Ever since I'd divorced Dahlia, my wife of seven years, I'd tried my best to spend more time with my children, seventeen-year-old Karen and fifteen-year-old Tom. A year after our divorce the children decided they wanted to live with me, so they came to the States. Dahlia hadn't put up a fight over that. She knew too well it was a lost battle; the children were old enough to make up their own minds. Because they were grown and needed only minimal housekeeping assistance, namely in rearranging their mess at home, it was easier for me to travel and leave the house chores to Amanda, my loyal part-time housekeeper.

But now I was about to go to Israel without them. I expected a major earthquake when I broke the news at home. I asked Lan to book me a flight to Tel Aviv for the following day, convinced that David would have the clearance issued quickly.
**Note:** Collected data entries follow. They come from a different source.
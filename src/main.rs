use anyhow::{bail, Context};
use crossterm::{
    event::{self, Event, KeyEventKind},
    execute,
    terminal::{disable_raw_mode, enable_raw_mode, EnterAlternateScreen, LeaveAlternateScreen},
};
use ratatui::{backend::CrosstermBackend, Terminal};
use std::fs::{self, OpenOptions};
use std::io::{self, BufRead, IsTerminal, Stdout, Write};
use std::path::{Path, PathBuf};
use std::sync::Arc;
use std::time::Duration;
use tracing_subscriber::EnvFilter;
use twincmd::app::App;
use twincmd::system::config::{log_path, themes_dir};
use twincmd::system::{Config, LocalFileSystem, SystemLauncher};
use twincmd::ui::Theme;

type Tui = Terminal<CrosstermBackend<Stdout>>;

const USAGE: &str = "Usage: twincmd [LEFT] [RIGHT]

Opens two directory panels. Both default to the home directory;
RIGHT defaults to LEFT when only one path is given.

Options:
  -h, --help       Show this help
  -V, --version    Show version";

/// 명령행 인자로 정한 두 시작 경로
#[derive(Debug)]
struct StartDirs {
    left: PathBuf,
    right: PathBuf,
}

enum Invocation {
    Run(StartDirs),
    Help,
    Version,
}

fn parse_args(args: &[String]) -> anyhow::Result<Invocation> {
    let mut paths = Vec::new();
    for arg in args {
        match arg.as_str() {
            "-h" | "--help" => return Ok(Invocation::Help),
            "-V" | "--version" => return Ok(Invocation::Version),
            flag if flag.starts_with('-') && flag.len() > 1 => {
                bail!("unknown option: {}\n\n{}", flag, USAGE)
            }
            path => paths.push(PathBuf::from(path)),
        }
    }
    if paths.len() > 2 {
        bail!("too many arguments\n\n{}", USAGE);
    }

    let home = dirs::home_dir().unwrap_or_else(|| PathBuf::from("/"));
    let left = match paths.first() {
        Some(path) => start_dir(path)?,
        None => home.clone(),
    };
    let right = match paths.get(1) {
        Some(path) => start_dir(path)?,
        None if paths.is_empty() => home,
        None => left.clone(),
    };
    Ok(Invocation::Run(StartDirs { left, right }))
}

fn start_dir(path: &Path) -> anyhow::Result<PathBuf> {
    let resolved = fs::canonicalize(path)
        .with_context(|| format!("cannot open {}", path.display()))?;
    if !resolved.is_dir() {
        bail!("not a directory: {}", path.display());
    }
    Ok(resolved)
}

/// 로그 파일 설정. 파일을 열 수 없으면 로그 없이 계속한다.
fn init_logging(config: &Config) {
    let Some(path) = log_path() else {
        return;
    };
    if let Some(parent) = path.parent() {
        let _ = fs::create_dir_all(parent);
    }
    let Ok(file) = OpenOptions::new().create(true).append(true).open(&path) else {
        return;
    };

    let directive = config.log_level.as_deref().unwrap_or("twincmd=info");
    let filter = EnvFilter::try_from_default_env().unwrap_or_else(|_| EnvFilter::new(directive));
    let _ = tracing_subscriber::fmt()
        .with_env_filter(filter)
        .with_writer(Arc::new(file))
        .with_ansi(false)
        .try_init();
}

fn setup_terminal() -> io::Result<Tui> {
    enable_raw_mode()?;
    let mut stdout = io::stdout();
    execute!(stdout, EnterAlternateScreen)?;
    Terminal::new(CrosstermBackend::new(stdout))
}

fn restore_terminal() -> io::Result<()> {
    disable_raw_mode()?;
    execute!(io::stdout(), LeaveAlternateScreen)?;
    Ok(())
}

/// 패닉 메시지가 대체 화면에 묻히지 않도록 먼저 터미널을 복구한다
fn install_panic_hook() {
    let default_hook = std::panic::take_hook();
    std::panic::set_hook(Box::new(move |info| {
        let _ = restore_terminal();
        default_hook(info);
    }));
}

#[tokio::main]
async fn main() -> anyhow::Result<()> {
    let args: Vec<String> = std::env::args().skip(1).collect();
    let start = match parse_args(&args)? {
        Invocation::Run(start) => start,
        Invocation::Help => {
            println!("{}", USAGE);
            return Ok(());
        }
        Invocation::Version => {
            println!("twincmd {}", env!("CARGO_PKG_VERSION"));
            return Ok(());
        }
    };

    if !io::stdout().is_terminal() || !io::stdin().is_terminal() {
        bail!("twincmd needs an interactive terminal");
    }

    let config = match Config::load() {
        Ok(config) => config,
        Err(err) => {
            eprintln!("warning: {} (using defaults)", err);
            Config::default()
        }
    };
    init_logging(&config);
    tracing::info!(left = %start.left.display(), right = %start.right.display(), "starting");

    let theme = Theme::by_name(&config.theme, themes_dir().as_deref()).unwrap_or_else(|| {
        tracing::warn!(theme = %config.theme, "unknown theme, using default");
        Theme::default()
    });

    let mut app = App::new(
        Arc::new(LocalFileSystem::new()),
        config,
        theme,
        &start.left,
        &start.right,
        tokio::runtime::Handle::current(),
    )
    .context("failed to read start directories")?;

    install_panic_hook();
    let mut terminal = setup_terminal()?;
    let res = run_app(&mut terminal, &mut app);
    restore_terminal()?;
    terminal.show_cursor()?;

    if let Err(err) = res {
        tracing::error!(error = %err, "terminal loop failed");
        return Err(err.into());
    }
    tracing::info!("exiting");
    Ok(())
}

fn run_app(terminal: &mut Tui, app: &mut App) -> io::Result<()> {
    let launcher = SystemLauncher;
    loop {
        app.tick();
        terminal.draw(|f| app.render(f))?;

        // 작업이 돌고 있으면 진행률을 자주 그린다
        let poll_timeout = if app.running_operations() > 0 || app.is_escape_pending() {
            Duration::from_millis(30)
        } else {
            Duration::from_millis(100)
        };

        if event::poll(poll_timeout)? {
            if let Event::Key(key) = event::read()? {
                if key.kind == KeyEventKind::Press {
                    app.handle_key(key);
                }
            }
        }

        if let Some(request) = app.pending_launch() {
            let pause_after = request.pause_after;
            restore_terminal()?;
            app.run_pending_launch(&launcher);
            if pause_after {
                wait_for_enter()?;
            }
            enable_raw_mode()?;
            execute!(io::stdout(), EnterAlternateScreen)?;
            terminal.clear()?;
        }

        if app.should_quit() {
            break;
        }
    }
    Ok(())
}

fn wait_for_enter() -> io::Result<()> {
    let mut stdout = io::stdout();
    write!(stdout, "\nPress Enter to continue")?;
    stdout.flush()?;
    let mut line = String::new();
    io::stdin().lock().read_line(&mut line)?;
    Ok(())
}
I also gave her a pack of signed, blank travel-request forms. I had a hunch that visiting Israel would only be the beginning of an extensive multicountry hunt for DeLouise.

I went out to lunch and when I got back I was handed a confirmation slip for my flight out of JFK.

S
itting in the too-narrow seat of a TWA Boeing 747, I thought about Benny. While I'd left the Mossad three years after I'd joined, Benny had stayed on and had slowly risen to become section chief in the Tevel Division, responsible for the Mossad's contacts with foreign governments, particularly those with whom Israel had no diplomatic relations, and with other intelligence services. The “cocktail party agents,” they'd been called in the Mossad. And indeed, the instructor they'd sent to give the course on foreign relations looked more like a stiff-upper-lip British diplomat than a Mossad combatant. But then, what did Mossad combatants look like anyway? Hollywood movies stereotyped them as dark and handsome, but in reality they resembled your next-door neighbor or your school's bus driver.

As for myself, things were more complicated. With my green eyes and brown hair I didn't look like an average Joe, which had always been an advantage when I was dating but a disadvantage when I wanted to blend in with the crowd during Mossad operations. My 6′4″ frame was too noticeable to ignore. Recently, world travel and irregular eating had added a few inches to my waistline. I was fighting it, without too much success. I realized that brain cells come and go but fat cells live forever. But in our trade, looks are not everything. Efraim, the Tevel Division representative, was definitely not a looker, but nonetheless he was a suave guy with worldly manners and a brilliant mind. He could have been my father's law partner.